_Provided records_.
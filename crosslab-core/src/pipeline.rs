//! The linear pipeline: PriceSeries → signal → portfolio → metrics.
//!
//! Parameters are validated before any series is touched, then the series is
//! checked for length. Either failure returns an error and no partial output.

use serde::{Deserialize, Serialize};
use tracing::debug;

use crate::domain::PriceSeries;
use crate::error::BacktestError;
use crate::metrics::RiskMetrics;
use crate::params::BacktestParams;
use crate::portfolio::{PortfolioFrame, PortfolioSimulator};
use crate::signal::{SignalEngine, SignalFrame};

/// Every derived series plus the summary metrics of one run.
#[derive(Debug, Clone, PartialEq, Serialize, Deserialize)]
pub struct Backtest {
    pub params: BacktestParams,
    pub signals: SignalFrame,
    pub portfolio: PortfolioFrame,
    pub metrics: RiskMetrics,
}

/// Run the full pipeline on one series.
pub fn run_backtest(
    series: &PriceSeries,
    params: &BacktestParams,
) -> Result<Backtest, BacktestError> {
    params.validate()?;

    let required = params.min_bars();
    if series.len() < required {
        return Err(BacktestError::InsufficientData {
            bars: series.len(),
            required,
        });
    }

    let signals = SignalEngine::new(params.short_window, params.long_window)?.run(series);
    let portfolio = PortfolioSimulator::new(params.initial_investment)?.simulate(series, &signals)?;

    let (first_date, last_date) = match (series.first_date(), series.last_date()) {
        (Some(f), Some(l)) => (f, l),
        _ => {
            return Err(BacktestError::InsufficientData {
                bars: 0,
                required,
            })
        }
    };
    let metrics = RiskMetrics::compute(
        &portfolio.portfolio_value,
        first_date,
        last_date,
        params.initial_investment,
    )?;
    debug!(
        total_return = metrics.total_return,
        cagr = metrics.cagr,
        max_drawdown = metrics.max_drawdown,
        "metrics computed"
    );

    Ok(Backtest {
        params: *params,
        signals,
        portfolio,
        metrics,
    })
}
//! Error taxonomy for the numeric pipeline.
//!
//! NaN gaps are not errors. They flow through the derived series as
//! undefined values and are handled by each stage's documented policy.

use thiserror::Error;

#[derive(Debug, Clone, PartialEq, Error)]
pub enum BacktestError {
    /// The series is empty, or too short for any return to be driven by a
    /// defined signal.
    #[error("insufficient data: {bars} bar(s) available, at least {required} required")]
    InsufficientData { bars: usize, required: usize },

    /// A window or the initial investment failed the positivity check.
    #[error("invalid parameter {name}: {reason}")]
    InvalidParameter { name: &'static str, reason: String },
}

impl BacktestError {
    pub(crate) fn invalid(name: &'static str, reason: impl Into<String>) -> Self {
        Self::InvalidParameter {
            name,
            reason: reason.into(),
        }
    }
}
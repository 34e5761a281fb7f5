//! Data provider trait and structured error types.
//!
//! The DataProvider trait abstracts over price sources (Yahoo Finance, CSV
//! import, synthetic) so the runner can swap implementations and tests can
//! avoid the network.

use chrono::NaiveDate;
use serde::{Deserialize, Serialize};
use thiserror::Error;

use crate::domain::{Bar, PriceSeries, SeriesError};

/// Structured error types for data operations.
#[derive(Debug, Error)]
pub enum DataError {
    #[error("network unreachable: {0}")]
    NetworkUnreachable(String),

    #[error("rate limited by provider (retry after {retry_after_secs}s)")]
    RateLimited { retry_after_secs: u64 },

    #[error("response format changed: {0}")]
    ResponseFormatChanged(String),

    #[error("symbol not found: {symbol}")]
    SymbolNotFound { symbol: String },

    #[error("csv error: {0}")]
    Csv(#[from] csv::Error),

    #[error("missing column '{0}' in CSV header")]
    MissingColumn(&'static str),

    #[error("line {line}: cannot parse {field} from '{value}'")]
    Parse {
        line: u64,
        field: &'static str,
        value: String,
    },

    #[error("invalid price series: {0}")]
    Series(#[from] SeriesError),

    #[error("i/o error: {0}")]
    Io(#[from] std::io::Error),

    #[error("data error: {0}")]
    Other(String),
}

/// Where the data came from.
#[derive(Debug, Clone, Copy, PartialEq, Eq, Serialize, Deserialize)]
pub enum DataSource {
    YahooFinance,
    CsvImport,
    Synthetic,
}

/// Result of a successful data fetch for a single symbol.
///
/// `bars` is provider order and may still contain duplicates; call
/// [`FetchResult::into_series`] to get a validated [`PriceSeries`].
#[derive(Debug, Clone)]
pub struct FetchResult {
    pub symbol: String,
    pub bars: Vec<Bar>,
    pub source: DataSource,
}

impl FetchResult {
    /// Sort by date, keep the last observation for a repeated date, and keep
    /// only bars in `[start, end)`.
    pub fn into_series(
        self,
        start: Option<NaiveDate>,
        end: Option<NaiveDate>,
    ) -> Result<PriceSeries, DataError> {
        let mut bars = self.bars;
        // Stable sort keeps provider order among equal dates.
        bars.sort_by_key(|b| b.date);

        let mut deduped: Vec<Bar> = Vec::with_capacity(bars.len());
        for bar in bars {
            if start.is_some_and(|s| bar.date < s) || end.is_some_and(|e| bar.date >= e) {
                continue;
            }
            match deduped.last_mut() {
                Some(last) if last.date == bar.date => *last = bar,
                _ => deduped.push(bar),
            }
        }

        Ok(PriceSeries::new(deduped)?)
    }
}

/// Trait for price-history providers.
pub trait DataProvider: Send + Sync {
    /// Human-readable name of this provider.
    fn name(&self) -> &str;

    /// Fetch daily closes for a symbol over `[start, end)`.
    fn fetch(&self, symbol: &str, start: NaiveDate, end: NaiveDate)
        -> Result<FetchResult, DataError>;
}
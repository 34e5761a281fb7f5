//! CSV import — `date,close` files exported from spreadsheets or brokers.
//!
//! Header names are matched case-insensitively. The date column is `date`
//! (or `datetime`/`timestamp`); only the leading `YYYY-MM-DD` is read. The
//! close column is `adj close`/`adj_close` when adjusted closes are preferred
//! and present, otherwise `close`. Empty, `null`, `NaN` and `NA` closes become
//! gaps. Extra columns are ignored.

use chrono::NaiveDate;
use std::io::Read;
use std::path::{Path, PathBuf};

use super::provider::{DataError, DataProvider, DataSource, FetchResult};
use crate::domain::Bar;

const DATE_COLUMNS: &[&str] = &["date", "datetime", "timestamp"];
const ADJ_CLOSE_COLUMNS: &[&str] = &["adj close", "adj_close", "adjclose"];
const CLOSE_COLUMNS: &[&str] = &["close"];
const GAP_TOKENS: &[&str] = &["", "null", "nan", "na", "n/a", "-"];

/// Reads one symbol's closes from a CSV file.
#[derive(Debug, Clone)]
pub struct CsvProvider {
    path: PathBuf,
    prefer_adjusted: bool,
}

impl CsvProvider {
    pub fn new(path: impl Into<PathBuf>) -> Self {
        Self {
            path: path.into(),
            prefer_adjusted: true,
        }
    }

    pub fn with_prefer_adjusted(mut self, prefer_adjusted: bool) -> Self {
        self.prefer_adjusted = prefer_adjusted;
        self
    }

    pub fn path(&self) -> &Path {
        &self.path
    }
}

impl DataProvider for CsvProvider {
    fn name(&self) -> &str {
        "csv_import"
    }

    fn fetch(
        &self,
        symbol: &str,
        start: NaiveDate,
        end: NaiveDate,
    ) -> Result<FetchResult, DataError> {
        let file = std::fs::File::open(&self.path)?;
        let bars = read_bars(file, self.prefer_adjusted)?
            .into_iter()
            .filter(|b| b.date >= start && b.date < end)
            .collect();
        Ok(FetchResult {
            symbol: symbol.to_string(),
            bars,
            source: DataSource::CsvImport,
        })
    }
}

/// Parse bars from any CSV reader. Rows are returned in file order.
pub fn read_bars<R: Read>(reader: R, prefer_adjusted: bool) -> Result<Vec<Bar>, DataError> {
    let mut rdr = csv::ReaderBuilder::new()
        .trim(csv::Trim::All)
        .flexible(true)
        .from_reader(reader);

    let headers: Vec<String> = rdr
        .headers()?
        .iter()
        .map(|h| h.to_ascii_lowercase())
        .collect();
    let find = |names: &[&str]| headers.iter().position(|h| names.contains(&h.as_str()));

    let date_idx = find(DATE_COLUMNS).ok_or(DataError::MissingColumn("date"))?;
    let adj_idx = find(ADJ_CLOSE_COLUMNS);
    let close_idx = match (prefer_adjusted, adj_idx, find(CLOSE_COLUMNS)) {
        (true, Some(adj), _) => adj,
        (_, _, Some(close)) => close,
        (false, Some(adj), None) => adj,
        _ => return Err(DataError::MissingColumn("close")),
    };

    let mut bars = Vec::new();
    for record in rdr.records() {
        let record = record?;
        let line = record.position().map_or(0, |p| p.line());

        let raw_date = record.get(date_idx).unwrap_or("");
        if raw_date.is_empty() {
            continue;
        }
        let date = parse_date(raw_date).ok_or_else(|| DataError::Parse {
            line,
            field: "date",
            value: raw_date.to_string(),
        })?;

        let raw_close = record.get(close_idx).unwrap_or("");
        let close = parse_close(raw_close).ok_or_else(|| DataError::Parse {
            line,
            field: "close",
            value: raw_close.to_string(),
        })?;

        bars.push(Bar::new(date, close));
    }

    Ok(bars)
}

fn parse_date(raw: &str) -> Option<NaiveDate> {
    let day = raw.get(..10).unwrap_or(raw);
    NaiveDate::parse_from_str(day, "%Y-%m-%d").ok()
}

fn parse_close(raw: &str) -> Option<f64> {
    if GAP_TOKENS.contains(&raw.to_ascii_lowercase().as_str()) {
        return Some(f64::NAN);
    }
    raw.parse::<f64>().ok().filter(|v| v.is_finite())
}
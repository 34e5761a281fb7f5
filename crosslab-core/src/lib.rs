//! CrossLab Core — price series, MA crossover signal, portfolio simulation, risk metrics.
//!
//! The numeric pipeline is strictly linear and pure:
//! - `domain`: bars and the validated `PriceSeries`
//! - `signal`: short/long SMA, long/flat signal, position changes
//! - `portfolio`: daily and lagged strategy returns, compounded portfolio value
//! - `metrics`: CAGR, max drawdown, total return, final value
//! - `pipeline`: the four stages wired together with validation
//!
//! Around it sit `data` (price providers), `fingerprint` (BLAKE3 hashes for
//! determinism checks) and `sentiment` (headline keyword tagging).

pub mod data;
pub mod domain;
pub mod error;
pub mod fingerprint;
pub mod indicators;
pub mod metrics;
pub mod params;
pub mod pipeline;
pub mod portfolio;
pub mod sentiment;
pub mod signal;

pub use domain::{Bar, PriceSeries, SeriesError};
pub use error::BacktestError;
pub use metrics::RiskMetrics;
pub use params::BacktestParams;
pub use pipeline::{run_backtest, Backtest};
pub use portfolio::{PortfolioFrame, PortfolioSimulator};
pub use signal::{PositionChange, SignalEngine, SignalFrame};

_Exercise brief_. From the entries above, extract each line containing "DataSource".

_Output below_.
pub enum DataSource {
    pub source: DataSource,
use super::provider::{DataError, DataProvider, DataSource, FetchResult};
            source: DataSource::CsvImport,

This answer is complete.